"The discovery also plays a major role in various magnetic sensors as well as for the development of a new generation of electronics," it said.

Gruenberg told Swedish Radio that winning the prize was "overwhelming, it is just great".
  
Asked whether he had expected to win, he replied: "Partly yes, partly no. I won prizes before and people always said there was one prize missing, the end prize. In that sense I was a bit prepared."

Fert said that he was "very happy for myself, my family, and my colleagues whom I greatly appreciate."

Electrical resistance

Fert and Gruenberg discovered that tiny magnetic changes, in materials made of very thin layers of various metallic elements, lead to huge differences in electrical resistance.
  
"I am really pleased that it has gone for something very practically based and rooted in research relevant to industry"

Matin Durrani,
editor of
Physics World
In turn, these differences lead to changes in the current in the readout head, which scans a hard disk to spot the ones and zeroes in which the data is stored.
  
As a result, the readout head is able to read smaller and weaker magnetic areas, and this sensitivity means information can be packed more densely on the hard disk.

"The MP3 and iPod industry would not have existed without this discovery," Borje Johansson, a member of the academy said.

"You would not have an iPod without this effect."

Matin Durrani, editor of the Physics World journal published by Britain's Institute of Physics, said Fert and Gruenberg were worthy winners.
  
"I am really pleased that it has gone for something very practically based and rooted in research relevant to industry.

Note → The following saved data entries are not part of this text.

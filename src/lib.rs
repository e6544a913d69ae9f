// SPDX-License-Identifier: AGPL-3.0-or-later
//
// Copyright (C) 2026 Relational Network

//! Relational Cosmos Balances - Multi-chain Balance Aggregation Service
//!
//! Takes one bech32 address, derives its equivalent on every requested Cosmos
//! chain, queries each chain concurrently and folds liquid, staked, reward and
//! liquidity-pool holdings into cross-chain totals behind a cached HTTP API.
//!
//! ## Modules
//!
//! - `aggregate` - Per-chain snapshots, pool valuation and totalization
//! - `api` - HTTP API handlers (Axum)
//! - `cache` - In-process response cache
//! - `cosmos` - Bech32 addresses, chain REST client, denoms and APR
//! - `providers` - Chain directory, price and pool market data clients

pub mod aggregate;
pub mod api;
pub mod cache;
pub mod config;
pub mod cosmos;
pub mod directory_refresher;
pub mod error;
pub mod models;
pub mod providers;
pub mod state;

#[cfg(test)]
mod test_support;
// SPDX-License-Identifier: AGPL-3.0-or-later
//
// Copyright (C) 2026 Relational Network

//! Denomination resolution and decimal scaling.
//!
//! ## Scaling policy
//!
//! - A coin whose base denom is the chain's native denom uses the chain's
//!   exponent.
//! - Any other coin (bridged or chain-local) uses the exponent recorded for
//!   its base denom in [`DenomExponents`], which is built from every enabled
//!   chain's native denom and the directory asset lists. This is the origin
//!   chain's precision whenever the origin is known.
//! - Pool shares (`gamm/pool/<id>`) always carry 18 decimals.
//! - Unknown base denoms fall back to the destination chain's exponent.

use std::collections::HashMap;
use std::time::Duration;

use crate::aggregate::fanout::{bounded, settle_all};
use crate::cosmos::ChainQuery;
use crate::models::{
    is_pool_share, ChainProfile, FailureKind, QueryFailure, QueryKind, RawCoin, ResolvedCoin,
    TokenAsset, IBC_DENOM_PREFIX, POOL_SHARE_EXPONENT,
};

/// Base denom → decimal exponent lookup.
#[derive(Debug, Clone, Default, PartialEq, Eq)]
pub struct DenomExponents {
    by_denom: HashMap<String, u32>,
}

impl DenomExponents {
    pub fn new() -> Self {
        Self::default()
    }

    /// Seed the table with each profile's native denom.
    pub fn from_profiles<'a>(profiles: impl IntoIterator<Item = &'a ChainProfile>) -> Self {
        let mut table = Self::new();
        for profile in profiles {
            table
                .by_denom
                .insert(profile.native_denom.clone(), profile.decimal_exponent);
        }
        table
    }

    /// Add asset-list decimals without overriding entries already present.
    pub fn with_assets<'a>(mut self, assets: impl IntoIterator<Item = &'a TokenAsset>) -> Self {
        for asset in assets {
            self.by_denom
                .entry(asset.base.clone())
                .or_insert(asset.decimals);
        }
        self
    }

    pub fn insert(&mut self, denom: impl Into<String>, exponent: u32) {
        self.by_denom.insert(denom.into(), exponent);
    }

    pub fn get(&self, denom: &str) -> Option<u32> {
        self.by_denom.get(denom).copied()
    }

    /// Exponent used to scale `base_denom` held on `chain`.
    pub fn exponent_for(&self, base_denom: &str, chain: &ChainProfile) -> u32 {
        if base_denom == chain.native_denom {
            return chain.decimal_exponent;
        }
        if is_pool_share(base_denom) {
            return POOL_SHARE_EXPONENT;
        }
        self.get(base_denom).unwrap_or(chain.decimal_exponent)
    }

    pub fn len(&self) -> usize {
        self.by_denom.len()
    }

    pub fn is_empty(&self) -> bool {
        self.by_denom.is_empty()
    }
}

/// Parse a chain amount string (integer or fixed-point decimal).
pub fn parse_amount(raw: &str) -> Result<f64, String> {
    let value: f64 = raw
        .trim()
        .parse()
        .map_err(|_| format!("amount is not a number: {raw:?}"))?;

    if !value.is_finite() || value < 0.0 {
        return Err(format!("amount out of range: {raw:?}"));
    }
    Ok(value)
}

/// Parse and divide by `10^exponent`.
pub fn scale_amount(raw: &str, exponent: u32) -> Result<f64, String> {
    Ok(parse_amount(raw)? / 10f64.powi(exponent as i32))
}

/// Coins resolved for one address, plus the coins that could not be.
#[derive(Debug, Clone, Default, PartialEq)]
pub struct ResolvedBatch {
    pub coins: Vec<ResolvedCoin>,
    pub failures: Vec<QueryFailure>,
}

/// Resolve IBC denoms and scale amounts for every coin concurrently.
///
/// A coin whose trace lookup or amount parsing fails is left out of `coins`
/// and reported in `failures`; the rest of the batch is unaffected.
pub async fn resolve_coins(
    coins: Vec<RawCoin>,
    client: &dyn ChainQuery,
    chain: &ChainProfile,
    exponents: &DenomExponents,
    timeout: Duration,
) -> ResolvedBatch {
    let settled = settle_all(
        coins
            .into_iter()
            .map(|coin| resolve_coin(coin, client, chain, exponents, timeout)),
    )
    .await;

    for failure in &settled.failed {
        tracing::warn!(
            chain = %chain.name,
            denom = ?failure.subject,
            error = %failure.message,
            "Dropping coin that could not be resolved"
        );
    }

    ResolvedBatch {
        coins: settled.succeeded,
        failures: settled.failed,
    }
}

async fn resolve_coin(
    coin: RawCoin,
    client: &dyn ChainQuery,
    chain: &ChainProfile,
    exponents: &DenomExponents,
    timeout: Duration,
) -> Result<ResolvedCoin, QueryFailure> {
    let (base_denom, ibc_denom) = match coin.ibc_hash() {
        Some(hash) => {
            let trace = bounded(timeout, "denom trace", client.denom_trace(hash))
                .await
                .map_err(|e| QueryFailure {
                    query: QueryKind::DenomTrace,
                    kind: e.kind(),
                    subject: Some(coin.denom.clone()),
                    message: e.to_string(),
                })?;

            if trace.base_denom.is_empty() || trace.base_denom.starts_with(IBC_DENOM_PREFIX) {
                return Err(QueryFailure {
                    query: QueryKind::DenomTrace,
                    kind: FailureKind::MalformedResponse,
                    subject: Some(coin.denom.clone()),
                    message: format!("trace returned unusable base denom {:?}", trace.base_denom),
                });
            }
            (trace.base_denom, Some(coin.denom.clone()))
        }
        None => (coin.denom.clone(), None),
    };

    let exponent = exponents.exponent_for(&base_denom, chain);
    let amount = scale_amount(&coin.amount, exponent).map_err(|message| QueryFailure {
        query: QueryKind::Liquid,
        kind: FailureKind::MalformedResponse,
        subject: Some(coin.denom.clone()),
        message,
    })?;

    Ok(ResolvedCoin {
        base_denom,
        amount,
        ibc_denom,
    })
}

It shows that physics has a real relevance not just to understanding natural phenomena but to real products in everyday life," he said.

Last year, Americans John Mather and George Smoot won for their work examining the infancy of the universe, studies that have aided the understanding of galaxies and stars and increased support for the so-called Big Bang theory of the beginning of the universe.

Manipulating genes

On Monday, Mario Capecchi and Oliver Smithies, two American scientists, and Briton Martin Evans, were awarded the 2007 Nobel Prize in medicine for groundbreaking discoveries that led to a powerful technique for manipulating mouse genes.

Prizes for chemistry, literature, peace and economics will be announced over the coming days.

The prizes, each of which carries a cash prize of 10 million Swedish kronor, or about $1.5 million, were established in the will of Alfred Nobel, Swedish industrialist and the inventor of dynamite.

They are always presented to the winners on the December 10 anniversary of the death of its creator.